Но писатель – тоже порода. Лично меня с детства глубже захватывало то, о чём я прочел, чем то, что видел, если только это не было особенное потрясение. Мои друзья взахлёб спорили, кто навешает – Лупатый или Москвич, а меня куда больше волновала Куликовская битва. Я зачитывался книгами про войну, но мне ни разу не пришло в голову расспросить знакомых фронтовиков: они были обычные люди, не то что в книгах! В общем, я был глупым мальчишкой, но важную вещь уловил правильно: литература укрупняет, преображает предметы в символы, а события в явления.

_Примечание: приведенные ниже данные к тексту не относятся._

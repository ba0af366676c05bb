use std::collections::{HashMap, HashSet};

use xesload_core::error::{Result, XesError};
use xesload_core::handler::LogHandler;
use xesload_core::model::{
    AttributeMap, AttributeType, Classifier, EventAttributeRow, Extension, GlobalAttributes,
    LogAttributeRow, LogTraceRow, RowBatch, TraceAttributeRow, TraceEventRow, XesTrace,
};
use xesload_core::store::{RowStore, Sequence};

/// Two traces: the first with events A and B and a `cost` attribute, the second empty.
pub const ROUND_TRIP_XES: &str = r#"<?xml version="1.0" encoding="UTF-8"?>
<log xes.version="1.0" concept:name="orders">
  <extension name="Concept" prefix="concept" uri="http://www.xes-standard.org/concept.xesext"/>
  <classifier name="Activity" keys="concept:name"/>
  <trace>
    <string key="cost" value="10"/>
    <event>
      <string key="concept:name" value="A"/>
    </event>
    <event>
      <string key="concept:name" value="B"/>
    </event>
  </trace>
  <trace>
  </trace>
</log>
"#;

/// Globals split across blocks, a repeated key, and an unscoped block.
pub const GLOBALS_XES: &str = r#"<?xml version="1.0"?>
<log>
  <global scope="trace">
    <string key="concept:name" value="__INVALID__"/>
  </global>
  <global scope="trace">
    <int key="cost" value="0"/>
    <string key="concept:name" value="UNKNOWN"/>
  </global>
  <global>
    <date key="time:timestamp" value="1970-01-01T00:00:00.000+00:00"/>
  </global>
  <trace>
    <event><string key="concept:name" value="A"/></event>
  </trace>
</log>
"#;

pub const EMPTY_LOG_XES: &str = r#"<?xml version="1.0"?>
<log concept:name="empty"></log>
"#;

/// A log with `traces` traces of `events_per_trace` events each, every event
/// carrying the same two attribute keys.
pub fn generated_log(traces: usize, events_per_trace: usize) -> String {
    let mut out = String::from("<?xml version=\"1.0\"?>\n<log concept:name=\"generated\">\n");
    for t in 0..traces {
        out.push_str(&format!(
            "  <trace>\n    <string key=\"concept:name\" value=\"case-{t}\"/>\n"
        ));
        for e in 0..events_per_trace {
            out.push_str(&format!(
                "    <event>\n      <string key=\"concept:name\" value=\"act-{e}\"/>\n      <int key=\"position\" value=\"{e}\"/>\n    </event>\n"
            ));
        }
        out.push_str("  </trace>\n");
    }
    out.push_str("</log>\n");
    out
}

#[derive(Debug, Clone, PartialEq)]
pub enum Call {
    LogStart(String),
    Extension(Extension),
    Classifier(Classifier),
    LogAttributes(AttributeMap),
    GlobalAttributes(GlobalAttributes),
    Trace(XesTrace),
    LogEnd,
}

/// Handler that records every callback in order.
#[derive(Debug, Default)]
pub struct RecordingHandler {
    pub calls: Vec<Call>,
}

impl RecordingHandler {
    pub fn traces(&self) -> Vec<&XesTrace> {
        self.calls
            .iter()
            .filter_map(|c| match c {
                Call::Trace(t) => Some(t),
                _ => None,
            })
            .collect()
    }

    pub fn globals(&self) -> Vec<&GlobalAttributes> {
        self.calls
            .iter()
            .filter_map(|c| match c {
                Call::GlobalAttributes(g) => Some(g),
                _ => None,
            })
            .collect()
    }
}

impl LogHandler for RecordingHandler {
    fn on_log_start(&mut self, name: &str) -> Result<()> {
        self.calls.push(Call::LogStart(name.to_string()));
        Ok(())
    }

    fn on_extension(&mut self, extension: Extension) -> Result<()> {
        self.calls.push(Call::Extension(extension));
        Ok(())
    }

    fn on_classifier(&mut self, classifier: Classifier) -> Result<()> {
        self.calls.push(Call::Classifier(classifier));
        Ok(())
    }

    fn on_log_attributes(&mut self, attributes: AttributeMap) -> Result<()> {
        self.calls.push(Call::LogAttributes(attributes));
        Ok(())
    }

    fn on_global_attributes(&mut self, globals: GlobalAttributes) -> Result<()> {
        self.calls.push(Call::GlobalAttributes(globals));
        Ok(())
    }

    fn on_trace(&mut self, trace: XesTrace) -> Result<()> {
        self.calls.push(Call::Trace(trace));
        Ok(())
    }

    fn on_log_end(&mut self) -> Result<()> {
        self.calls.push(Call::LogEnd);
        Ok(())
    }
}

/// In-memory row store that enforces foreign keys at write time: any row whose
/// referenced id has not been inserted yet is rejected with a store error.
#[derive(Debug, Default)]
pub struct FakeStore {
    sequences: HashMap<Sequence, i64>,
    pub logs: Vec<(i64, String)>,
    pub extensions: Vec<(i64, Extension)>,
    pub attributes: Vec<(i64, String, AttributeType, Option<i64>)>,
    pub classifiers: Vec<(i64, i64, Classifier)>,
    pub event_collections: Vec<(i64, String)>,
    pub traces: HashSet<i64>,
    pub events: Vec<(i64, i64)>,
    pub log_traces: Vec<LogTraceRow>,
    pub log_attributes: Vec<LogAttributeRow>,
    pub trace_attributes: Vec<TraceAttributeRow>,
    pub trace_events: Vec<TraceEventRow>,
    pub event_attributes: Vec<EventAttributeRow>,
    pub batches_written: usize,
    pub in_transaction: bool,
    pub commits: usize,
    pub rollbacks: usize,
    pub fail_batches: bool,
}

impl FakeStore {
    pub fn new() -> Self {
        Self::default()
    }

    /// A store whose grouped writes always fail.
    pub fn failing_batches() -> Self {
        Self {
            fail_batches: true,
            ..Self::default()
        }
    }

    fn has_log(&self, id: i64) -> bool {
        self.logs.iter().any(|(l, _)| *l == id)
    }

    fn has_attribute(&self, id: i64) -> bool {
        self.attributes.iter().any(|(a, ..)| *a == id)
    }

    fn has_event(&self, id: i64) -> bool {
        self.events.iter().any(|(e, _)| *e == id)
    }

    fn has_extension(&self, id: i64) -> bool {
        self.extensions.iter().any(|(e, _)| *e == id)
    }

    fn has_event_collection(&self, id: i64) -> bool {
        self.event_collections.iter().any(|(c, _)| *c == id)
    }

    fn require(ok: bool, what: &str, id: i64) -> Result<()> {
        if ok {
            Ok(())
        } else {
            Err(XesError::Store(format!(
                "foreign key violation: {what} {id} does not exist"
            )))
        }
    }

    pub fn attribute_keys(&self) -> Vec<&str> {
        self.attributes.iter().map(|(_, k, ..)| k.as_str()).collect()
    }
}

impl RowStore for FakeStore {
    fn begin(&mut self) -> Result<()> {
        self.in_transaction = true;
        Ok(())
    }

    fn commit(&mut self) -> Result<()> {
        if !self.in_transaction {
            return Err(XesError::Store("commit without transaction".to_string()));
        }
        self.in_transaction = false;
        self.commits += 1;
        Ok(())
    }

    fn rollback(&mut self) -> Result<()> {
        self.in_transaction = false;
        self.rollbacks += 1;
        Ok(())
    }

    fn next_id(&mut self, sequence: Sequence) -> Result<i64> {
        let next = self.sequences.entry(sequence).or_insert(0);
        *next += 1;
        Ok(*next)
    }

    fn insert_log(&mut self, name: &str) -> Result<i64> {
        let id = self.next_id(Sequence::Log)?;
        self.logs.push((id, name.to_string()));
        Ok(id)
    }

    fn insert_extension(&mut self, extension: &Extension) -> Result<i64> {
        let id = self.next_id(Sequence::Extension)?;
        self.extensions.push((id, extension.clone()));
        Ok(id)
    }

    fn insert_attribute(
        &mut self,
        key: &str,
        kind: AttributeType,
        ext_id: Option<i64>,
    ) -> Result<i64> {
        if let Some(ext_id) = ext_id {
            Self::require(self.has_extension(ext_id), "extension", ext_id)?;
        }
        let id = self.next_id(Sequence::Attribute)?;
        self.attributes.push((id, key.to_string(), kind, ext_id));
        Ok(id)
    }

    fn insert_classifier(&mut self, log_id: i64, classifier: &Classifier) -> Result<i64> {
        Self::require(self.has_log(log_id), "log", log_id)?;
        let id = self.next_id(Sequence::Classifier)?;
        self.classifiers.push((id, log_id, classifier.clone()));
        Ok(id)
    }

    fn insert_event_collection(&mut self, name: &str) -> Result<i64> {
        let id = self.next_id(Sequence::EventCollection)?;
        self.event_collections.push((id, name.to_string()));
        Ok(id)
    }

    fn insert_trace(&mut self) -> Result<i64> {
        let id = self.next_id(Sequence::Trace)?;
        self.traces.insert(id);
        Ok(id)
    }

    fn insert_log_trace(&mut self, row: &LogTraceRow) -> Result<()> {
        Self::require(self.has_log(row.log_id), "log", row.log_id)?;
        Self::require(self.traces.contains(&row.trace_id), "trace", row.trace_id)?;
        self.log_traces.push(row.clone());
        Ok(())
    }

    fn insert_event(&mut self, event_collection_id: i64) -> Result<i64> {
        Self::require(
            self.has_event_collection(event_collection_id),
            "event collection",
            event_collection_id,
        )?;
        let id = self.next_id(Sequence::Event)?;
        self.events.push((id, event_collection_id));
        Ok(id)
    }

    fn write_batch(&mut self, batch: &RowBatch) -> Result<()> {
        if self.fail_batches {
            return Err(XesError::Store("batch rejected".to_string()));
        }
        for row in &batch.trace_attributes {
            Self::require(self.traces.contains(&row.trace_id), "trace", row.trace_id)?;
            Self::require(self.has_attribute(row.attr_id), "attribute", row.attr_id)?;
        }
        for row in &batch.trace_events {
            Self::require(self.traces.contains(&row.trace_id), "trace", row.trace_id)?;
            Self::require(self.has_event(row.event_id), "event", row.event_id)?;
        }
        for row in &batch.event_attributes {
            Self::require(self.has_event(row.event_id), "event", row.event_id)?;
            Self::require(self.has_attribute(row.attr_id), "attribute", row.attr_id)?;
        }
        for row in &batch.log_attributes {
            Self::require(self.has_log(row.log_id), "log", row.log_id)?;
            Self::require(self.has_attribute(row.attr_id), "attribute", row.attr_id)?;
        }

        self.trace_attributes.extend(batch.trace_attributes.iter().cloned());
        self.trace_events.extend(batch.trace_events.iter().cloned());
        self.event_attributes.extend(batch.event_attributes.iter().cloned());
        self.log_attributes.extend(batch.log_attributes.iter().cloned());
        self.batches_written += 1;
        Ok(())
    }
}
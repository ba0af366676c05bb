pub mod attribute;
pub mod log;
pub mod rows;
pub mod summary;

pub use attribute::{AttributeMap, AttributeType, AttributeValue};
pub use log::{Classifier, Extension, GlobalAttributes, XesEvent, XesTrace};
pub use rows::{
    AttributeScope, EventAttributeRow, LogAttributeRow, LogTraceRow, RowBatch, TraceAttributeRow,
    TraceEventRow,
};
pub use summary::{AttributeUsage, EventsPerTrace, ImportSummary, StoreStats};
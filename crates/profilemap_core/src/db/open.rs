//! Connection bootstrap utilities for SQLite.
//!
//! # Responsibility
//! - Open file or in-memory SQLite connections.
//! - Configure pragmas and SQL functions required by profile queries.
//! - Trigger schema migrations before returning a usable connection.
//!
//! # Invariants
//! - Returned connections have `foreign_keys=ON`.
//! - Returned connections have migrations fully applied.

use super::migrations::apply_migrations;
use super::DbResult;
use log::{error, info};
use rusqlite::functions::FunctionFlags;
use rusqlite::Connection;
use std::path::Path;
use std::time::{Duration, Instant};

/// Name of the Unicode-aware lower-casing SQL function used by search.
///
/// SQLite's built-in `lower()`/`LIKE` only fold ASCII letters.
pub const CASEFOLD_FN: &str = "casefold";

/// Opens a SQLite database file and applies all pending migrations.
///
/// # Side effects
/// - Performs connection bootstrap and migration checks.
/// - Emits `db_open` logging events with duration and status.
pub fn open_db(path: impl AsRef<Path>) -> DbResult<Connection> {
    open_with("file", || Connection::open(path))
}

/// Opens an in-memory SQLite database and applies all pending migrations.
///
/// # Side effects
/// - Performs connection bootstrap and migration checks.
/// - Emits `db_open` logging events with duration and status.
pub fn open_db_in_memory() -> DbResult<Connection> {
    open_with("memory", Connection::open_in_memory)
}

fn open_with(
    mode: &'static str,
    open: impl FnOnce() -> rusqlite::Result<Connection>,
) -> DbResult<Connection> {
    let started_at = Instant::now();
    info!("event=db_open module=db status=start mode={mode}");

    let mut conn = match open() {
        Ok(conn) => conn,
        Err(err) => {
            error!(
                "event=db_open module=db status=error mode={mode} duration_ms={} error_code=db_open_failed error={}",
                started_at.elapsed().as_millis(),
                err
            );
            return Err(err.into());
        }
    };

    match bootstrap_connection(&mut conn) {
        Ok(()) => {
            info!(
                "event=db_open module=db status=ok mode={mode} duration_ms={}",
                started_at.elapsed().as_millis()
            );
            Ok(conn)
        }
        Err(err) => {
            error!(
                "event=db_open module=db status=error mode={mode} duration_ms={} error_code=db_bootstrap_failed error={}",
                started_at.elapsed().as_millis(),
                err
            );
            Err(err)
        }
    }
}

fn bootstrap_connection(conn: &mut Connection) -> DbResult<()> {
    conn.execute_batch("PRAGMA foreign_keys = ON;")?;
    conn.busy_timeout(Duration::from_secs(5))?;
    register_casefold(conn)?;
    apply_migrations(conn)?;
    Ok(())
}

fn register_casefold(conn: &Connection) -> DbResult<()> {
    conn.create_scalar_function(
        CASEFOLD_FN,
        1,
        FunctionFlags::SQLITE_UTF8 | FunctionFlags::SQLITE_DETERMINISTIC,
        |ctx| {
            let value: Option<String> = ctx.get(0)?;
            Ok(value.map(|text| text.to_lowercase()))
        },
    )?;
    Ok(())
}
//! JSON HTTP API.
//!
//! # Invariants
//! - Error bodies are `{"error": "<message>"}`.
//! - A malformed id is reported as not found.
//! - Deleting is idempotent and always answers `{"success": true}`.

use axum::{
    extract::{rejection::JsonRejection, Path, Query, State},
    http::StatusCode,
    response::IntoResponse,
    Json,
};
use profilemap_core::{
    core_version, GeocodeMatch, Profile, ProfileId, ProfileInput, ProfileValidationError,
};
use serde::Deserialize;
use serde_json::{json, Value};

use crate::error::AppError;
use crate::state::AppState;

#[derive(Debug, Default, Deserialize)]
pub struct ListParams {
    query: Option<String>,
}

#[derive(Debug, Default, Deserialize)]
pub struct GeocodeParams {
    address: Option<String>,
}

pub async fn list_profiles(
    State(state): State<AppState>,
    Query(params): Query<ListParams>,
) -> Result<Json<Vec<Profile>>, AppError> {
    let profiles = state
        .with_profiles(move |profiles| profiles.search(params.query.as_deref()))
        .await?;
    Ok(Json(profiles))
}

pub async fn create_profile(
    State(state): State<AppState>,
    payload: Result<Json<ProfileInput>, JsonRejection>,
) -> Result<impl IntoResponse, AppError> {
    let Json(input) = payload.map_err(|err| AppError::MalformedBody(err.body_text()))?;
    let profile = state
        .with_profiles(move |profiles| profiles.create(&input))
        .await?;
    Ok((StatusCode::CREATED, Json(profile)))
}

pub async fn get_profile(
    State(state): State<AppState>,
    Path(id): Path<String>,
) -> Result<Json<Profile>, AppError> {
    let id = parse_id(&id)?;
    let profile = state
        .with_profiles(move |profiles| profiles.get(id))
        .await?;
    Ok(Json(profile))
}

pub async fn update_profile(
    State(state): State<AppState>,
    Path(id): Path<String>,
    payload: Result<Json<ProfileInput>, JsonRejection>,
) -> Result<Json<Profile>, AppError> {
    let id = parse_id(&id)?;
    let Json(input) = payload.map_err(|err| AppError::MalformedBody(err.body_text()))?;
    let profile = state
        .with_profiles(move |profiles| profiles.update(id, &input))
        .await?;
    Ok(Json(profile))
}

pub async fn delete_profile(
    State(state): State<AppState>,
    Path(id): Path<String>,
) -> Result<Json<Value>, AppError> {
    // Nothing can exist under an id that does not parse.
    if let Ok(id) = parse_id(&id) {
        state
            .with_profiles(move |profiles| profiles.delete(id))
            .await?;
    }
    Ok(Json(json!({ "success": true })))
}

pub async fn geocode(
    State(state): State<AppState>,
    Query(params): Query<GeocodeParams>,
) -> Result<Json<GeocodeMatch>, AppError> {
    let address = params
        .address
        .as_deref()
        .map(str::trim)
        .filter(|address| !address.is_empty())
        .ok_or(ProfileValidationError::MissingField("address"))?;

    let geocoder = state.geocoder()?;
    let found = geocoder.geocode(address).await?;
    found.map(Json).ok_or(AppError::NoGeocodeMatch)
}

pub async fn health() -> Json<Value> {
    Json(json!({ "status": "ok", "version": core_version() }))
}

pub(crate) fn parse_id(raw: &str) -> Result<ProfileId, AppError> {
    ProfileId::parse_str(raw.trim()).map_err(|_| AppError::NotFound)
}
//! Profile use-case service.
//!
//! # Responsibility
//! - Provide list/search, detail, create, update and delete entry points.
//! - Assign writer-side timestamps and identifiers.
//! - Collapse storage failures into a closed three-kind error taxonomy.
//!
//! # Invariants
//! - Nothing is persisted when input validation fails.
//! - `created_at` is written once; `updated_at` strictly increases per update.
//! - Deleting an unknown id is a success, on every caller path.
//! - Log events carry ids and counts only, never field contents.

use crate::model::profile::{Profile, ProfileId, ProfileInput, ProfileValidationError};
use crate::repo::profile_repo::{ProfileListQuery, ProfileRepository, RepoError};
use chrono::{DateTime, Utc};
use log::{error, info, warn};
use std::error::Error;
use std::fmt::{Display, Formatter};

/// Time source for writer-assigned timestamps.
pub trait Clock {
    fn now(&self) -> DateTime<Utc>;
}

/// Wall clock.
#[derive(Debug, Clone, Copy, Default)]
pub struct SystemClock;

impl Clock for SystemClock {
    fn now(&self) -> DateTime<Utc> {
        Utc::now()
    }
}

/// Service error for profile use-cases.
#[derive(Debug)]
pub enum ProfileServiceError {
    /// Caller input is missing or malformed.
    Validation(ProfileValidationError),
    /// No profile has the requested id.
    NotFound(ProfileId),
    /// Persistence-layer failure. Details are for logs, not for end users.
    Store(RepoError),
}

impl Display for ProfileServiceError {
    fn fmt(&self, f: &mut Formatter<'_>) -> std::fmt::Result {
        match self {
            Self::Validation(err) => write!(f, "{err}"),
            Self::NotFound(id) => write!(f, "profile not found: {id}"),
            Self::Store(err) => write!(f, "profile store error: {err}"),
        }
    }
}

impl Error for ProfileServiceError {
    fn source(&self) -> Option<&(dyn Error + 'static)> {
        match self {
            Self::Validation(err) => Some(err),
            Self::NotFound(_) => None,
            Self::Store(err) => Some(err),
        }
    }
}

impl From<ProfileValidationError> for ProfileServiceError {
    fn from(value: ProfileValidationError) -> Self {
        Self::Validation(value)
    }
}

impl From<RepoError> for ProfileServiceError {
    fn from(value: RepoError) -> Self {
        match value {
            RepoError::NotFound(id) => Self::NotFound(id),
            RepoError::Validation(err) => Self::Validation(err),
            other => Self::Store(other),
        }
    }
}

pub type ServiceResult<T> = Result<T, ProfileServiceError>;

/// Result of a delete request.
#[derive(Debug, Clone, Copy, PartialEq, Eq)]
pub enum DeleteOutcome {
    /// A row was removed.
    Deleted,
    /// No row had the id; nothing changed.
    Absent,
}

/// Profile service facade over repository implementations.
pub struct ProfileService<R: ProfileRepository, C: Clock = SystemClock> {
    repo: R,
    clock: C,
}

impl<R: ProfileRepository> ProfileService<R> {
    /// Creates a service using the wall clock.
    pub fn new(repo: R) -> Self {
        Self::with_clock(repo, SystemClock)
    }
}

impl<R: ProfileRepository, C: Clock> ProfileService<R, C> {
    /// Creates a service with an explicit time source.
    pub fn with_clock(repo: R, clock: C) -> Self {
        Self { repo, clock }
    }

    /// Lists profiles newest first, optionally filtered by name/address text.
    pub fn search(&self, text: Option<&str>) -> ServiceResult<Vec<Profile>> {
        let query = ProfileListQuery {
            text: text.map(str::to_string),
        };
        let filtered = query.text.as_deref().is_some_and(|t| !t.is_empty());
        let profiles = self
            .repo
            .list_profiles(&query)
            .map_err(|err| log_failure("profile_search", None, err.into()))?;
        info!(
            "event=profile_search module=service status=ok filtered={} count={}",
            filtered,
            profiles.len()
        );
        Ok(profiles)
    }

    /// Fetches one profile.
    ///
    /// # Errors
    /// - `NotFound` when zero rows match.
    pub fn get(&self, id: ProfileId) -> ServiceResult<Profile> {
        match self.repo.get_profile(id) {
            Ok(Some(profile)) => Ok(profile),
            Ok(None) => Err(ProfileServiceError::NotFound(id)),
            Err(err) => Err(log_failure("profile_get", Some(id), err.into())),
        }
    }

    /// Fetches one profile, returning `None` when it does not exist.
    pub fn find(&self, id: ProfileId) -> ServiceResult<Option<Profile>> {
        match self.get(id) {
            Ok(profile) => Ok(Some(profile)),
            Err(ProfileServiceError::NotFound(_)) => Ok(None),
            Err(err) => Err(err),
        }
    }

    /// Validates input and persists a new profile.
    ///
    /// # Contract
    /// - Generates the id and sets `created_at == updated_at == now`.
    /// - No duplicate detection.
    pub fn create(&self, input: &ProfileInput) -> ServiceResult<Profile> {
        let draft = input
            .validate()
            .map_err(|err| log_failure("profile_create", None, err.into()))?;
        let profile = Profile::new(draft, self.now());

        self.repo
            .insert_profile(&profile)
            .map_err(|err| log_failure("profile_create", Some(profile.id), err.into()))?;

        info!(
            "event=profile_create module=service status=ok profile_id={}",
            profile.id
        );
        Ok(profile)
    }

    /// Validates input and overwrites every writable field of one profile.
    ///
    /// # Contract
    /// - One write; `created_at` untouched; `updated_at` refreshed.
    /// - `NotFound` leaves the store unchanged.
    pub fn update(&self, id: ProfileId, input: &ProfileInput) -> ServiceResult<Profile> {
        let draft = input
            .validate()
            .map_err(|err| log_failure("profile_update", Some(id), err.into()))?;

        let profile = self
            .repo
            .update_profile(id, &draft, self.now())
            .map_err(|err| log_failure("profile_update", Some(id), err.into()))?;

        info!(
            "event=profile_update module=service status=ok profile_id={}",
            id
        );
        Ok(profile)
    }

    /// Removes one profile if present.
    pub fn delete(&self, id: ProfileId) -> ServiceResult<DeleteOutcome> {
        let removed = self
            .repo
            .delete_profile(id)
            .map_err(|err| log_failure("profile_delete", Some(id), err.into()))?;

        let outcome = if removed {
            DeleteOutcome::Deleted
        } else {
            DeleteOutcome::Absent
        };
        info!(
            "event=profile_delete module=service status=ok profile_id={} outcome={:?}",
            id, outcome
        );
        Ok(outcome)
    }

    // Storage keeps microseconds; truncate so returned records equal read-backs.
    fn now(&self) -> DateTime<Utc> {
        let now = self.clock.now();
        DateTime::<Utc>::from_timestamp_micros(now.timestamp_micros()).unwrap_or(now)
    }
}

fn log_failure(
    event: &str,
    id: Option<ProfileId>,
    err: ProfileServiceError,
) -> ProfileServiceError {
    let id = id.map_or_else(|| "-".to_string(), |id| id.to_string());
    match &err {
        ProfileServiceError::Validation(inner) => warn!(
            "event={event} module=service status=rejected profile_id={id} field={}",
            inner.field()
        ),
        ProfileServiceError::NotFound(_) => {
            info!("event={event} module=service status=not_found profile_id={id}")
        }
        ProfileServiceError::Store(inner) => error!(
            "event={event} module=service status=error profile_id={id} error={inner}"
        ),
    }
    err
}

И физика с математикой до поры до времени представлялись мне школьным занудством, и успехи в них у меня были ненамного выше среднего. Только когда мой старший брат-студент, а потом Гранин в романе «Иду на грозу» художественными средствами открыли мне, что физика – это что-то могучее и азартное, а сами физики не хилые очкарики, а рисковые ребята, что они прыгают с парашютом и обольщают красавиц, – только тогда я всерьёз взялся за учебники. Через год я был чемпионом области по физике и математике, призёром Всесибирской олимпиады. Затем поступил на математико-механический факультет ЛГУ с двумя пятёрками по устной и письменной математике – это была редкость. И за пять лет по математическим дисциплинам не получил ни одной четвёрки. Правда, из-за тройки по истории КПСС, да ещё после пересдачи, и тройки по научному коммунизму или чего-то вроде того я не получил красный диплом. Тем не менее я работал в науке вполне успешно, прилично публиковался, защитил диссертацию, на меня до сих пор ссылаются на разных языках, включая арабский и японский, но понемногу книжное, романтическое отношение к науке сменилось на обыденное. Почему так случилось, вопрос отдельный, но увлечённость моя пошла на убыль. Зато литература превратилась из наслаждения в лекарство.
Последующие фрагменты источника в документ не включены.